My Little Blue Notebook

Too long. Just way too long. The real blog post I am currently working on has evolved into an unmanageable monster. I keep trying to capture it, train it, cage it. While that work continues I'll answer a question I sometimes get asked by fictional characters I create in my head when I need a segway in a blog post.

The question is: What exactly do you scribble in that little blue notebook of yours?

That's an excellent question Fictional Character. That notebook is just random thoughts and observations that crave to be shared. Here's a glimpse:
  • That cashier made the conscious, deliberate decision to take the time, effort, and commitment to rock that long, feathered hairstyle this morning.

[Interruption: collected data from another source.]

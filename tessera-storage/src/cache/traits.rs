//! Cache level and backend traits, plus per-level statistics.
//!
//! Two seams live here:
//!
//! - [`KeyValueBackend`]: the minimal `{get, set, delete, exists, ttl}`
//!   contract a remote or durable store must satisfy.
//! - [`CacheLevelStore`]: one physical cache level with capacity, TTL, tag
//!   index and eviction. Levels propagate backend errors unchanged; the
//!   coordinator decides what a failure means.

use std::sync::atomic::{AtomicU64, Ordering};
use std::time::Duration;

use async_trait::async_trait;
use tessera_core::{CacheError, CacheLevelConfig};
use thiserror::Error;

/// Error raised by a key-value backend.
#[derive(Debug, Clone, Error, PartialEq, Eq)]
pub enum BackendError {
    /// The backend could not be reached.
    #[error("Backend unreachable: {0}")]
    Unreachable(String),

    /// The backend was reached but the operation failed.
    #[error("Backend I/O error: {0}")]
    Io(String),

    /// The backend refused the operation (e.g., value too large).
    #[error("Backend rejected operation: {0}")]
    Rejected(String),
}

impl BackendError {
    /// Convert into a cache error attributed to `level`.
    pub fn into_cache_error(self, level: &str) -> CacheError {
        CacheError::LevelUnavailable {
            level: level.to_string(),
            reason: self.to_string(),
        }
    }
}

/// Minimal key-value backend contract for remote and durable levels.
///
/// Implementations must be thread-safe. Values are opaque bytes.
#[async_trait]
pub trait KeyValueBackend: Send + Sync {
    /// Fetch a value. `None` if absent or expired.
    async fn get(&self, key: &str) -> Result<Option<Vec<u8>>, BackendError>;

    /// Store a value with a time-to-live.
    async fn set(&self, key: &str, value: &[u8], ttl: Duration) -> Result<(), BackendError>;

    /// Remove a value. Returns whether something was removed.
    async fn delete(&self, key: &str) -> Result<bool, BackendError>;

    /// Check for presence without transferring the value.
    async fn exists(&self, key: &str) -> Result<bool, BackendError>;

    /// Remaining time-to-live, `None` if absent.
    async fn ttl(&self, key: &str) -> Result<Option<Duration>, BackendError>;

    /// Liveness probe. The default issues an `exists` on a sentinel key.
    async fn ping(&self) -> Result<(), BackendError> {
        self.exists("__tessera:ping").await.map(|_| ())
    }
}

/// A value read from a cache level.
#[derive(Debug, Clone, PartialEq, Eq)]
pub struct CachedValue {
    pub value: Vec<u8>,
    /// Remaining lifetime at read time, when the level knows it.
    pub remaining_ttl: Option<Duration>,
    /// Tags the level has recorded for this key.
    pub tags: Vec<String>,
}

/// One physical cache level.
#[async_trait]
pub trait CacheLevelStore: Send + Sync {
    /// Static configuration of this level.
    fn config(&self) -> &CacheLevelConfig;

    fn name(&self) -> &str {
        &self.config().name
    }

    /// Look up a key. Expired entries are purged and reported as absent.
    async fn get(&self, key: &str) -> Result<Option<CachedValue>, BackendError>;

    /// Store a key. Runs eviction first when the level is at capacity.
    /// `ttl` defaults to the level's `default_ttl`.
    async fn set(
        &self,
        key: &str,
        value: Vec<u8>,
        ttl: Option<Duration>,
        tags: &[String],
    ) -> Result<(), BackendError>;

    /// Remove a key. Removing an absent key is not an error.
    async fn delete(&self, key: &str) -> Result<bool, BackendError>;

    /// Remove every key carrying `tag` at this level. Returns the count removed.
    async fn delete_by_tag(&self, tag: &str) -> Result<usize, BackendError>;

    /// Probe the level.
    async fn ping(&self) -> Result<(), BackendError> {
        Ok(())
    }

    /// Drop expired entries this level tracks locally. Returns the count.
    fn purge_expired(&self) -> usize;

    /// Number of entries currently tracked.
    fn len(&self) -> usize;

    fn is_empty(&self) -> bool {
        self.len() == 0
    }

    /// Counters for this level.
    fn stats(&self) -> &LevelStats;
}

/// Atomic per-level counters.
#[derive(Debug, Default)]
pub struct LevelStats {
    hits: AtomicU64,
    misses: AtomicU64,
    sets: AtomicU64,
    deletes: AtomicU64,
    evictions: AtomicU64,
    failures: AtomicU64,
}

impl LevelStats {
    pub fn record_hit(&self) {
        self.hits.fetch_add(1, Ordering::Relaxed);
    }

    pub fn record_miss(&self) {
        self.misses.fetch_add(1, Ordering::Relaxed);
    }

    pub fn record_set(&self) {
        self.sets.fetch_add(1, Ordering::Relaxed);
    }

    pub fn record_deletes(&self, count: u64) {
        self.deletes.fetch_add(count, Ordering::Relaxed);
    }

    pub fn record_evictions(&self, count: u64) {
        self.evictions.fetch_add(count, Ordering::Relaxed);
    }

    pub fn record_failure(&self) {
        self.failures.fetch_add(1, Ordering::Relaxed);
    }

    pub fn failures(&self) -> u64 {
        self.failures.load(Ordering::Relaxed)
    }

    /// Snapshot the counters together with the level's identity and size.
    pub fn snapshot(&self, config: &CacheLevelConfig, size: usize) -> LevelStatsSnapshot {
        let hits = self.hits.load(Ordering::Relaxed);
        let misses = self.misses.load(Ordering::Relaxed);
        LevelStatsSnapshot {
            level: config.name.clone(),
            ordinal: config.ordinal,
            enabled: config.enabled,
            hits,
            misses,
            sets: self.sets.load(Ordering::Relaxed),
            deletes: self.deletes.load(Ordering::Relaxed),
            evictions: self.evictions.load(Ordering::Relaxed),
            failures: self.failures.load(Ordering::Relaxed),
            size: size as u64,
            hit_rate: hit_rate(hits, misses),
        }
    }
}

/// Statistics about one cache level.
#[derive(Debug, Clone, PartialEq, serde::Serialize)]
pub struct LevelStatsSnapshot {
    pub level: String,
    pub ordinal: u8,
    pub enabled: bool,
    pub hits: u64,
    pub misses: u64,
    pub sets: u64,
    pub deletes: u64,
    pub evictions: u64,
    /// Backend errors and timeouts observed by the coordinator.
    pub failures: u64,
    /// Number of entries currently in the level.
    pub size: u64,
    /// Hit rate (0.0 to 1.0).
    pub hit_rate: f64,
}

fn hit_rate(hits: u64, misses: u64) -> f64 {
    let total = hits + misses;
    if total == 0 {
        0.0
    } else {
        hits as f64 / total as f64
    }
}

#[cfg(test)]
mod tests {
    use super::*;

    #[test]
    fn test_snapshot_hit_rate() {
        let stats = LevelStats::default();
        for _ in 0..8 {
            stats.record_hit();
        }
        for _ in 0..2 {
            stats.record_miss();
        }
        let config = CacheLevelConfig::memory("memory", 1, 10, Duration::from_secs(1));
        let snapshot = stats.snapshot(&config, 4);
        assert!((snapshot.hit_rate - 0.8).abs() < 0.001);
        assert_eq!(snapshot.size, 4);
        assert_eq!(snapshot.level, "memory");

        let empty = LevelStats::default().snapshot(&config, 0);
        assert!((empty.hit_rate - 0.0).abs() < 0.001);
    }

    #[test]
    fn test_backend_error_into_cache_error() {
        let err = BackendError::Unreachable("connection refused".to_string())
            .into_cache_error("remote");
        match err {
            CacheError::LevelUnavailable { level, reason } => {
                assert_eq!(level, "remote");
                assert!(reason.contains("connection refused"));
            }
            other => panic!("unexpected error: {:?}", other),
        }
    }
}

  • Brave Guy on the dance floor - you have that first or second date look to your interactions with that girl. My advice to you would be: if you're going to so clearly display a lack of rhythm maybe you don't do it to Marvin Gaye's Sexual Healing.

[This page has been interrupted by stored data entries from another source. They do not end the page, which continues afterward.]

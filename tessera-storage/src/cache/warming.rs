//! Cache warming queue.
//!
//! Keys are submitted to a [`BatchQueue`]; its worker loads each one from a
//! [`WarmSource`] and writes it through the coordinator. Every submission
//! resolves to its own [`WarmOutcome`].

use std::sync::Arc;
use std::time::Duration;

use async_trait::async_trait;
use tessera_core::{
    BatchConfig, BatchError, BatchHandler, BatchMetricsSnapshot, BatchQueue, SharedMetricsSink,
};

use super::coordinator::{CacheCoordinator, SetOptions};
use super::traits::BackendError;

/// Source of truth consulted when a key must be (re)loaded into the cache.
#[async_trait]
pub trait WarmSource: Send + Sync {
    /// Load the value for `key`. `None` if the source has nothing for it.
    async fn load(&self, key: &str) -> Result<Option<Vec<u8>>, BackendError>;
}

/// One key to warm.
#[derive(Debug, Clone, Default)]
pub struct WarmRequest {
    pub key: String,
    pub tags: Vec<String>,
    pub ttl: Option<Duration>,
    pub levels: Option<Vec<String>>,
}

impl WarmRequest {
    pub fn new(key: impl Into<String>) -> Self {
        Self {
            key: key.into(),
            ..Self::default()
        }
    }

    pub fn tag(mut self, tag: impl Into<String>) -> Self {
        self.tags.push(tag.into());
        self
    }

    pub fn ttl(mut self, ttl: Duration) -> Self {
        self.ttl = Some(ttl);
        self
    }
}

/// Result of warming one key.
#[derive(Debug, Clone, PartialEq, Eq)]
pub enum WarmOutcome {
    /// Loaded and written to the listed levels.
    Warmed { levels: Vec<String> },
    /// The source had no value.
    NotFound,
    /// The source failed.
    Failed { reason: String },
}

struct WarmHandler {
    coordinator: Arc<CacheCoordinator>,
    source: Arc<dyn WarmSource>,
}

#[async_trait]
impl BatchHandler for WarmHandler {
    type Item = WarmRequest;
    type Output = WarmOutcome;

    async fn handle(&self, request: WarmRequest) -> WarmOutcome {
        let value = match self.source.load(&request.key).await {
            Ok(Some(value)) => value,
            Ok(None) => return WarmOutcome::NotFound,
            Err(e) => {
                tracing::warn!(key = %request.key, error = %e, "Cache warm load failed");
                return WarmOutcome::Failed {
                    reason: e.to_string(),
                };
            }
        };

        let options = SetOptions {
            ttl: request.ttl,
            tags: request.tags,
            levels: request.levels,
        };
        let outcome = self.coordinator.set(&request.key, value, &options).await;
        WarmOutcome::Warmed {
            levels: outcome.written,
        }
    }
}

/// Background cache warmer.
pub struct CacheWarmer {
    queue: BatchQueue<WarmHandler>,
}

impl CacheWarmer {
    /// Start the warming worker. Must be called inside a tokio runtime.
    pub fn start(
        coordinator: Arc<CacheCoordinator>,
        source: Arc<dyn WarmSource>,
        config: BatchConfig,
        sink: SharedMetricsSink,
    ) -> Self {
        let handler = Arc::new(WarmHandler {
            coordinator,
            source,
        });
        Self {
            queue: BatchQueue::start("cache-warming", handler, config, sink),
        }
    }

    pub async fn warm(&self, key: impl Into<String>) -> Result<WarmOutcome, BatchError> {
        self.queue.submit(WarmRequest::new(key)).await
    }

    pub async fn warm_request(&self, request: WarmRequest) -> Result<WarmOutcome, BatchError> {
        self.queue.submit(request).await
    }

    /// Submit many keys at once; results come back in input order.
    pub async fn warm_many<I, S>(&self, keys: I) -> Vec<Result<WarmOutcome, BatchError>>
    where
        I: IntoIterator<Item = S>,
        S: Into<String>,
    {
        let submissions = keys.into_iter().map(|key| self.warm(key));
        futures_util::future::join_all(submissions).await
    }

    pub fn metrics(&self) -> BatchMetricsSnapshot {
        self.queue.metrics()
    }

    /// Drain pending keys and stop the worker.
    pub async fn shutdown(&self) {
        self.queue.shutdown().await;
    }
}

#[cfg(test)]
mod tests {
    use super::*;
    use crate::cache::{GetOptions, InMemoryKeyValueBackend};
    use std::collections::HashMap;
    use tessera_core::{noop_sink, CacheConfig};

    struct MapSource(HashMap<String, Vec<u8>>);

    #[async_trait]
    impl WarmSource for MapSource {
        async fn load(&self, key: &str) -> Result<Option<Vec<u8>>, BackendError> {
            if key.starts_with("broken") {
                return Err(BackendError::Io("disk gone".to_string()));
            }
            Ok(self.0.get(key).cloned())
        }
    }

    fn coordinator() -> Arc<CacheCoordinator> {
        Arc::new(
            CacheCoordinator::from_config(
                &CacheConfig::default(),
                Arc::new(InMemoryKeyValueBackend::new()),
                Arc::new(InMemoryKeyValueBackend::new()),
            )
            .unwrap(),
        )
    }

    fn source() -> Arc<dyn WarmSource> {
        let mut data = HashMap::new();
        data.insert("student:1".to_string(), b"ada".to_vec());
        data.insert("student:2".to_string(), b"grace".to_vec());
        Arc::new(MapSource(data))
    }

    #[tokio::test]
    async fn test_warm_many_resolves_each_key() {
        let cache = coordinator();
        let warmer = CacheWarmer::start(
            Arc::clone(&cache),
            source(),
            BatchConfig::default().with_batch_size(2),
            noop_sink(),
        );

        let results = warmer
            .warm_many(["student:1", "missing", "broken:3", "student:2"])
            .await;

        assert!(matches!(results[0], Ok(WarmOutcome::Warmed { .. })));
        assert_eq!(results[1], Ok(WarmOutcome::NotFound));
        assert!(matches!(results[2], Ok(WarmOutcome::Failed { .. })));
        assert!(matches!(results[3], Ok(WarmOutcome::Warmed { .. })));

        assert_eq!(
            cache.get("student:2", &GetOptions::default()).await,
            Some(b"grace".to_vec())
        );
        warmer.shutdown().await;
        assert_eq!(warmer.metrics().processed, 4);
    }

    #[tokio::test]
    async fn test_warm_request_carries_tags() {
        let cache = coordinator();
        let warmer =
            CacheWarmer::start(Arc::clone(&cache), source(), BatchConfig::default(), noop_sink());
        warmer
            .warm_request(WarmRequest::new("student:1").tag("cohort-A"))
            .await
            .unwrap();
        assert_eq!(cache.keys_for_tag("cohort-A"), vec!["student:1".to_string()]);
        warmer.shutdown().await;
    }
}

  • I attended a senior citizen holiday party and three days later was in a bar filled with twenty-somethings. Same number of sparkly sequined tops and women struggling to walk in heels at both places.

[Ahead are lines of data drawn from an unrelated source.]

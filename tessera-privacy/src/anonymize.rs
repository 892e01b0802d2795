//! Field-level anonymization rules.
//!
//! Every rule reads the *input* record and writes the output record, so the
//! result does not depend on rule order. Two rules for the same field are
//! rejected up front.

use std::collections::{BTreeMap, HashSet};
use std::net::{IpAddr, Ipv4Addr, Ipv6Addr};

use chrono::{DateTime, Datelike, NaiveDate};
use hmac::{Hmac, Mac};
use serde::{Deserialize, Serialize};
use serde_json::Value;
use sha2::{Digest, Sha256};
use tessera_core::{DataRecord, PrivacyConfig, PrivacyError};

type HmacSha256 = Hmac<Sha256>;

/// Bucket used by `generalize` for numbers when no `bucket` is given.
pub const DEFAULT_NUMERIC_BUCKET: f64 = 10.0;

/// How a field is transformed.
#[derive(Debug, Clone, Copy, PartialEq, Eq, Hash, Serialize, Deserialize)]
#[serde(rename_all = "lowercase")]
pub enum AnonymizationMethod {
    /// SHA-256, hex encoded.
    Hash,
    /// Replace with the placeholder.
    Redact,
    /// Reduce precision (IP prefix, numeric bucket, date precision, prefix).
    Generalize,
    /// Remove the field.
    Suppress,
    /// Keyed HMAC-SHA256, hex encoded.
    Pseudonymize,
}

/// Date precision for `generalize`.
#[derive(Debug, Clone, Copy, PartialEq, Eq)]
pub enum DatePrecision {
    Year,
    Month,
    Day,
}

impl DatePrecision {
    fn parse(raw: &str) -> Option<Self> {
        match raw {
            "year" => Some(DatePrecision::Year),
            "month" => Some(DatePrecision::Month),
            "day" => Some(DatePrecision::Day),
            _ => None,
        }
    }
}

/// One field transform.
///
/// Recognised parameters:
///
/// | method       | parameter     | meaning                                  |
/// |--------------|---------------|------------------------------------------|
/// | hash         | `salt`        | string prepended before hashing          |
/// | redact       | `placeholder` | overrides the configured placeholder     |
/// | generalize   | `bucket`      | round numbers to the nearest multiple    |
/// | generalize   | `precision`   | `year`, `month` or `day` for dates       |
/// | generalize   | `keep_prefix` | keep N leading characters, mask the rest |
#[derive(Debug, Clone, PartialEq, Serialize, Deserialize)]
pub struct AnonymizationRule {
    pub field: String,
    pub method: AnonymizationMethod,
    #[serde(default)]
    pub parameters: BTreeMap<String, Value>,
}

impl AnonymizationRule {
    pub fn new(field: impl Into<String>, method: AnonymizationMethod) -> Self {
        Self {
            field: field.into(),
            method,
            parameters: BTreeMap::new(),
        }
    }

    pub fn hash(field: impl Into<String>) -> Self {
        Self::new(field, AnonymizationMethod::Hash)
    }

    pub fn redact(field: impl Into<String>) -> Self {
        Self::new(field, AnonymizationMethod::Redact)
    }

    pub fn generalize(field: impl Into<String>) -> Self {
        Self::new(field, AnonymizationMethod::Generalize)
    }

    pub fn suppress(field: impl Into<String>) -> Self {
        Self::new(field, AnonymizationMethod::Suppress)
    }

    pub fn pseudonymize(field: impl Into<String>) -> Self {
        Self::new(field, AnonymizationMethod::Pseudonymize)
    }

    pub fn with_param(mut self, name: impl Into<String>, value: impl Into<Value>) -> Self {
        self.parameters.insert(name.into(), value.into());
        self
    }

    fn invalid(&self, reason: impl Into<String>) -> PrivacyError {
        PrivacyError::InvalidRule {
            field: self.field.clone(),
            reason: reason.into(),
        }
    }

    fn str_param(&self, name: &str) -> Result<Option<&str>, PrivacyError> {
        match self.parameters.get(name) {
            None => Ok(None),
            Some(Value::String(s)) => Ok(Some(s)),
            Some(other) => Err(self.invalid(format!("{} must be a string, got {}", name, other))),
        }
    }

    fn bucket(&self) -> Result<Option<f64>, PrivacyError> {
        match self.parameters.get("bucket") {
            None => Ok(None),
            Some(value) => match value.as_f64() {
                Some(b) if b.is_finite() && b > 0.0 => Ok(Some(b)),
                _ => Err(self.invalid(format!("bucket must be a positive number, got {}", value))),
            },
        }
    }

    fn precision(&self) -> Result<Option<DatePrecision>, PrivacyError> {
        match self.str_param("precision")? {
            None => Ok(None),
            Some(raw) => DatePrecision::parse(raw)
                .map(Some)
                .ok_or_else(|| self.invalid(format!("unknown precision {:?}", raw))),
        }
    }

    fn keep_prefix(&self) -> Result<Option<usize>, PrivacyError> {
        match self.parameters.get("keep_prefix") {
            None => Ok(None),
            Some(value) => value
                .as_u64()
                .map(|n| Some(n as usize))
                .ok_or_else(|| {
                    self.invalid(format!(
                        "keep_prefix must be a non-negative integer, got {}",
                        value
                    ))
                }),
        }
    }

    /// Check the parameters this rule's method understands.
    pub fn validate(&self) -> Result<(), PrivacyError> {
        if self.field.trim().is_empty() {
            return Err(self.invalid("field name is empty"));
        }
        match self.method {
            AnonymizationMethod::Hash => {
                self.str_param("salt")?;
            }
            AnonymizationMethod::Redact => {
                self.str_param("placeholder")?;
            }
            AnonymizationMethod::Generalize => {
                self.bucket()?;
                self.precision()?;
                self.keep_prefix()?;
            }
            AnonymizationMethod::Suppress | AnonymizationMethod::Pseudonymize => {}
        }
        Ok(())
    }
}

/// Applies [`AnonymizationRule`]s to records.
#[derive(Clone)]
pub struct Anonymizer {
    placeholder: String,
    secret: Vec<u8>,
}

impl std::fmt::Debug for Anonymizer {
    fn fmt(&self, f: &mut std::fmt::Formatter<'_>) -> std::fmt::Result {
        f.debug_struct("Anonymizer")
            .field("placeholder", &self.placeholder)
            .field("secret", &"<redacted>")
            .finish()
    }
}

impl Anonymizer {
    pub fn new(placeholder: impl Into<String>, secret: impl AsRef<[u8]>) -> Self {
        Self {
            placeholder: placeholder.into(),
            secret: secret.as_ref().to_vec(),
        }
    }

    pub fn from_config(config: &PrivacyConfig) -> Self {
        Self::new(&config.redaction_placeholder, config.pseudonym_secret.as_bytes())
    }

    pub fn placeholder(&self) -> &str {
        &self.placeholder
    }

    /// Validate a rule set: every rule well-formed, at most one rule per field.
    pub fn validate_rules(rules: &[AnonymizationRule]) -> Result<(), PrivacyError> {
        let mut seen = HashSet::new();
        for rule in rules {
            rule.validate()?;
            if !seen.insert(rule.field.as_str()) {
                return Err(rule.invalid("more than one rule targets this field"));
            }
        }
        Ok(())
    }

    /// Transform `record` according to `rules`. Fields without a rule pass
    /// through unchanged; rules for absent fields are ignored.
    pub fn apply(
        &self,
        record: &DataRecord,
        rules: &[AnonymizationRule],
    ) -> Result<DataRecord, PrivacyError> {
        Self::validate_rules(rules)?;
        let mut output = record.clone();
        for rule in rules {
            let Some(original) = record.get(&rule.field) else {
                continue;
            };
            match self.transform(rule, original)? {
                Some(value) => {
                    output.insert(rule.field.clone(), value);
                }
                None => {
                    output.remove(&rule.field);
                }
            }
        }
        Ok(output)
    }

    /// Transform one value. `None` means the field is removed.
    pub fn transform(
        &self,
        rule: &AnonymizationRule,
        value: &Value,
    ) -> Result<Option<Value>, PrivacyError> {
        let transformed = match rule.method {
            AnonymizationMethod::Hash => {
                let salt = rule.str_param("salt")?.unwrap_or("");
                Value::String(sha256_hex(salt, &canonical(value)))
            }
            AnonymizationMethod::Redact => {
                let placeholder = rule.str_param("placeholder")?.unwrap_or(&self.placeholder);
                Value::String(placeholder.to_string())
            }
            AnonymizationMethod::Generalize => self.generalize(rule, value)?,
            AnonymizationMethod::Suppress => return Ok(None),
            AnonymizationMethod::Pseudonymize => Value::String(self.pseudonym(&canonical(value))),
        };
        Ok(Some(transformed))
    }

    /// Keyed pseudonym for a raw string.
    pub fn pseudonym(&self, input: &str) -> String {
        // HMAC accepts keys of any length.
        match HmacSha256::new_from_slice(&self.secret) {
            Ok(mut mac) => {
                mac.update(input.as_bytes());
                hex::encode(mac.finalize().into_bytes())
            }
            Err(_) => sha256_hex(&String::from_utf8_lossy(&self.secret), input),
        }
    }

    fn generalize(&self, rule: &AnonymizationRule, value: &Value) -> Result<Value, PrivacyError> {
        if let Some(number) = value.as_f64() {
            let bucket = rule.bucket()?.unwrap_or(DEFAULT_NUMERIC_BUCKET);
            return Ok(round_to_bucket(number, bucket, value.is_i64() || value.is_u64()));
        }

        let Value::String(text) = value else {
            tracing::debug!(field = %rule.field, "Generalize has no shape for value; redacting");
            return Ok(Value::String(self.placeholder.clone()));
        };

        if let Some(precision) = rule.precision()? {
            if let Some(date) = parse_date(text) {
                return Ok(Value::String(truncate_date(date, precision)));
            }
        }
        if let Some(keep) = rule.keep_prefix()? {
            return Ok(Value::String(mask_after(text, keep)));
        }
        if let Ok(ip) = text.parse::<IpAddr>() {
            return Ok(Value::String(generalize_ip(ip)));
        }
        if let Some(date) = parse_date(text) {
            return Ok(Value::String(truncate_date(date, DatePrecision::Year)));
        }

        tracing::debug!(field = %rule.field, "Generalize has no shape for value; redacting");
        Ok(Value::String(self.placeholder.clone()))
    }
}

/// Text form of a value used as hash input: strings raw, everything else JSON.
fn canonical(value: &Value) -> String {
    match value {
        Value::String(s) => s.clone(),
        other => other.to_string(),
    }
}

fn sha256_hex(salt: &str, input: &str) -> String {
    let mut hasher = Sha256::new();
    hasher.update(salt.as_bytes());
    hasher.update(input.as_bytes());
    hex::encode(hasher.finalize())
}

fn round_to_bucket(number: f64, bucket: f64, integral: bool) -> Value {
    let rounded = (number / bucket).round() * bucket;
    if integral && rounded.fract() == 0.0 && rounded.abs() < i64::MAX as f64 {
        Value::from(rounded as i64)
    } else {
        serde_json::Number::from_f64(rounded)
            .map(Value::Number)
            .unwrap_or(Value::Null)
    }
}

fn generalize_ip(ip: IpAddr) -> String {
    match ip {
        IpAddr::V4(v4) => {
            let [a, b, c, _] = v4.octets();
            Ipv4Addr::new(a, b, c, 0).to_string()
        }
        IpAddr::V6(v6) => {
            let s = v6.segments();
            Ipv6Addr::new(s[0], s[1], s[2], 0, 0, 0, 0, 0).to_string()
        }
    }
}

fn parse_date(text: &str) -> Option<NaiveDate> {
    if let Ok(dt) = DateTime::parse_from_rfc3339(text) {
        return Some(dt.date_naive());
    }
    NaiveDate::parse_from_str(text, "%Y-%m-%d").ok()
}

fn truncate_date(date: NaiveDate, precision: DatePrecision) -> String {
    match precision {
        DatePrecision::Year => format!("{:04}", date.year()),
        DatePrecision::Month => format!("{:04}-{:02}", date.year(), date.month()),
        DatePrecision::Day => date.format("%Y-%m-%d").to_string(),
    }
}

fn mask_after(text: &str, keep: usize) -> String {
    text.chars()
        .enumerate()
        .map(|(i, c)| if i < keep { c } else { '*' })
        .collect()
}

  • "Dream Loud" Saw that phrase somewhere and loved it.

  • That's a lot of head and no chin.

  • If you insist on bringing your conversation over to my area of the bookstore I will think some advice at you. Bearded Guy, your female friend is trying to be nice and explain your rambling, boring, drawn out, story about girl troubles might possibly be a hint at why females don't seem to find you interesting. She's being polite and using words like thoughtful, chatty, detailed, and “so much to offer” when she’s trying to say, “less talky-talky.”

  • Think I may have had too many Coors Light tasting kisses and not enough sunshine kisses.

  • Yes sir, that’s quite an impressive belly you’ve assembled there. I am especially awed with that T-shirt you’ve chosen to wear out in public today that lets it peek out the bottom to get a little fresh air.

  • 7.5 My score to the teenage girl that just blew a snot rocket right outside the supermarket door. Sound was a 10, velocity a 9, but lost points on the distance. Keep training!

  • If you can scratch your ear with your big toe you do NOT belong in the same Beginner Yoga class as me. Go take Super Stretchy Uber-Yoga and stop setting up your yoga mat right in front of me. I feel I am in the correct "flexibility-of-a-file cabinet" class.

  • Random blog-flipping taught me some of the topics that everyone and their mother (quite literally, it’s a lot of mothers) have covered so I never need to: wedding planning, photography, cooking (including baking, healthy, new diets, and everything in-between,) and especially my-kids-are too-cute/funny stories. Since I don’t possess any of those skills it’s a lot easier for me to leave it to the thousands of other blogs on those topics.

  • Sometimes when assaulted with too much crazy being fired at me I hear Captain Kirk in my head demanding, “Crazy Deflector Shields to Full Power.” Sometimes it works; sometimes Scotty just can’t provide enough power.